Mark Mishek CEO and President of Hazelden Foundation underscored the importance of recognizing addiction as a disease, a major difference between now and 1935.
Carol Ackley, President and CEO of the River Ridge Treatment Center, spoke about how much we are learning about the chemistry of the brain. We are now able to see the molecular changes in the brain that increase an individual's risk when exposed to chemicals. We now have new medications that can help some people. She also described how we now have treatment strategies that speak to women, after reminding us that most of the research about alcoholism until the 1970s had been done with men. She noted, "Women are different from men. Women's brains are different from men’s brains.” Accordingly, the pathways to recovery for women and men vary as well.

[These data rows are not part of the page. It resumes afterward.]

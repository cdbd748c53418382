//! Fixed-height sparse Merkle tree
//!
//! Only non-default nodes are stored. Every absent node at level `l` equals
//! `empty[l]`, the root of an all-empty subtree of height `l`, precomputed once.

use serde::{Deserialize, Serialize};
use std::collections::HashMap;

use super::hash_node;
use crate::types::{Hash32, MirrorError, Result};

/// Upper bound on tree height; slot indexes are u64
pub const MAX_HEIGHT: u8 = 32;

#[derive(Debug, Clone)]
pub struct SparseMerkleTree {
    height: u8,
    /// `empty[l]` = root of an empty subtree of height l; `empty[0]` is the empty leaf
    empty: Vec<Hash32>,
    /// `levels[l]` holds non-default nodes at height l
    levels: Vec<HashMap<u64, Hash32>>,
}

/// One step of an authentication path, leaf to root
#[derive(Debug, Clone, Copy, PartialEq, Eq, Serialize, Deserialize)]
pub struct WitnessStep {
    pub sibling: Hash32,
    /// True when the node on the path is the left child
    pub is_left: bool,
}

#[derive(Debug, Clone, PartialEq, Eq, Serialize, Deserialize)]
pub struct MerkleWitness {
    pub index: u64,
    pub path: Vec<WitnessStep>,
}

impl MerkleWitness {
    /// Fold `leaf` up the path
    pub fn compute_root(&self, leaf: &Hash32) -> Hash32 {
        self.path.iter().fold(*leaf, |node, step| {
            if step.is_left {
                hash_node(&node, &step.sibling)
            } else {
                hash_node(&step.sibling, &node)
            }
        })
    }

    pub fn verify(&self, leaf: &Hash32, root: &Hash32) -> bool {
        self.compute_root(leaf) == *root
    }
}

/// Roots of empty subtrees of height 0..=height
pub fn empty_hashes(height: u8, empty_leaf: Hash32) -> Vec<Hash32> {
    let mut empty = Vec::with_capacity(height as usize + 1);
    empty.push(empty_leaf);
    for l in 0..height as usize {
        let below = empty[l];
        empty.push(hash_node(&below, &below));
    }
    empty
}

impl SparseMerkleTree {
    pub fn new(height: u8, empty_leaf: Hash32) -> Result<Self> {
        if height == 0 || height > MAX_HEIGHT {
            return Err(MirrorError::Internal(format!(
                "tree height {} outside 1..={}",
                height, MAX_HEIGHT
            )));
        }
        Ok(Self {
            height,
            empty: empty_hashes(height, empty_leaf),
            levels: vec![HashMap::new(); height as usize + 1],
        })
    }

    /// Build a tree from `(index, leaf)` pairs in one bottom-up pass
    pub fn from_leaves<I>(height: u8, empty_leaf: Hash32, leaves: I) -> Result<Self>
    where
        I: IntoIterator<Item = (u64, Hash32)>,
    {
        let mut tree = Self::new(height, empty_leaf)?;
        for (index, leaf) in leaves {
            tree.check_index(index)?;
            if tree.levels[0].insert(index, leaf).is_some() {
                return Err(MirrorError::InvalidSlot(format!(
                    "leaf {} assigned twice",
                    index
                )));
            }
        }
        for level in 0..tree.height as usize {
            let parents: Vec<u64> = {
                let mut p: Vec<u64> = tree.levels[level].keys().map(|i| i / 2).collect();
                p.sort_unstable();
                p.dedup();
                p
            };
            for parent in parents {
                let left = tree.node(level, parent * 2);
                let right = tree.node(level, parent * 2 + 1);
                tree.levels[level + 1].insert(parent, hash_node(&left, &right));
            }
        }
        Ok(tree)
    }

    pub fn height(&self) -> u8 {
        self.height
    }

    pub fn capacity(&self) -> u64 {
        1u64 << self.height
    }

    pub fn root(&self) -> Hash32 {
        self.node(self.height as usize, 0)
    }

    pub fn empty_root(&self) -> Hash32 {
        self.empty[self.height as usize]
    }

    pub fn leaf(&self, index: u64) -> Result<Hash32> {
        self.check_index(index)?;
        Ok(self.node(0, index))
    }

    /// Number of non-empty leaves
    pub fn len(&self) -> usize {
        self.levels[0].len()
    }

    pub fn is_empty(&self) -> bool {
        self.levels[0].is_empty()
    }

    /// Update one leaf and rehash its path to the root
    pub fn set(&mut self, index: u64, leaf: Hash32) -> Result<()> {
        self.check_index(index)?;
        self.levels[0].insert(index, leaf);
        let mut idx = index;
        for level in 0..self.height as usize {
            let parent = idx / 2;
            let left = self.node(level, parent * 2);
            let right = self.node(level, parent * 2 + 1);
            self.levels[level + 1].insert(parent, hash_node(&left, &right));
            idx = parent;
        }
        Ok(())
    }

    pub fn witness(&self, index: u64) -> Result<MerkleWitness> {
        self.check_index(index)?;
        let mut idx = index;
        let mut path = Vec::with_capacity(self.height as usize);
        for level in 0..self.height as usize {
            let is_left = idx % 2 == 0;
            let sibling = self.node(level, if is_left { idx + 1 } else { idx - 1 });
            path.push(WitnessStep { sibling, is_left });
            idx /= 2;
        }
        Ok(MerkleWitness { index, path })
    }

    fn node(&self, level: usize, index: u64) -> Hash32 {
        self.levels[level]
            .get(&index)
            .copied()
            .unwrap_or(self.empty[level])
    }

    fn check_index(&self, index: u64) -> Result<()> {
        if index >= self.capacity() {
            return Err(MirrorError::InvalidSlot(format!(
                "index {} outside tree of height {}",
                index, self.height
            )));
        }
        Ok(())
    }
}

#[cfg(test)]
mod tests {
    use super::*;
    use crate::merkle::commit_leaf;

    fn leaf(n: u64) -> Hash32 {
        commit_leaf(&[&n.to_be_bytes()])
    }

    #[test]
    fn test_empty_tree_root() {
        let tree = SparseMerkleTree::new(3, Hash32::ZERO).unwrap();
        let l1 = hash_node(&Hash32::ZERO, &Hash32::ZERO);
        let l2 = hash_node(&l1, &l1);
        assert_eq!(tree.root(), hash_node(&l2, &l2));
        assert_eq!(tree.root(), tree.empty_root());
    }

    #[test]
    fn test_bulk_build_matches_incremental() {
        let leaves = [(0u64, leaf(0)), (5, leaf(5)), (6, leaf(6))];
        let bulk = SparseMerkleTree::from_leaves(3, Hash32::ZERO, leaves).unwrap();
        let mut incremental = SparseMerkleTree::new(3, Hash32::ZERO).unwrap();
        for (i, l) in leaves {
            incremental.set(i, l).unwrap();
        }
        assert_eq!(bulk.root(), incremental.root());
        assert_eq!(bulk.len(), 3);
    }

    #[test]
    fn test_witness_recomputes_root() {
        let tree =
            SparseMerkleTree::from_leaves(4, Hash32::ZERO, [(3, leaf(3)), (9, leaf(9))]).unwrap();
        for index in [3u64, 9, 0, 15] {
            let w = tree.witness(index).unwrap();
            assert_eq!(w.path.len(), 4);
            assert!(w.verify(&tree.leaf(index).unwrap(), &tree.root()));
        }
        let w = tree.witness(3).unwrap();
        assert!(!w.verify(&leaf(4), &tree.root()));
    }

    #[test]
    fn test_rejects_out_of_range_and_duplicates() {
        let tree = SparseMerkleTree::new(2, Hash32::ZERO).unwrap();
        assert!(matches!(tree.witness(4), Err(MirrorError::InvalidSlot(_))));
        let dup = SparseMerkleTree::from_leaves(2, Hash32::ZERO, [(1, leaf(1)), (1, leaf(2))]);
        assert!(matches!(dup, Err(MirrorError::InvalidSlot(_))));
    }
}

Ackley also encouraged the community to talk -- to deliberately move past the tradition of anonymity. “Now it's time to talk louder, sharing our experience, strength, and hope. Those of us who can talk loudly must speak out for those who can't."
Peter Hayden, Co-Founder and President of Turning Point, a community health agency dedicated to culturally competent care for those with chemical health issues, echoed Ackley’s call to find different treatment strategies not just for the differences between men and women but also for different cultural groups “everyone cannot be treated the same."
Looking ahead to what will assist a patient in 10 years, Dr. Gavin Bart, who is in the Division of Addiction Medicine at Hennepin County Medical Center, sees a promising future where “we will be able to prescribe anti-craving drugs, we will be able to see when a patient is genetically predisposed to becoming an alcoholic and then be able to offer a broader variety of treatment choices for individuals including medication-assisted treatment, peer support, and behavioral interventions.”
Falkowski ended the evening by noting that addiction is a complex illness and challenging to treat. She noted how fortunate we are in Minnesota to have the depth of expertise represented by the panelists, each of whom bring to the dialogue a unique and valued perspective.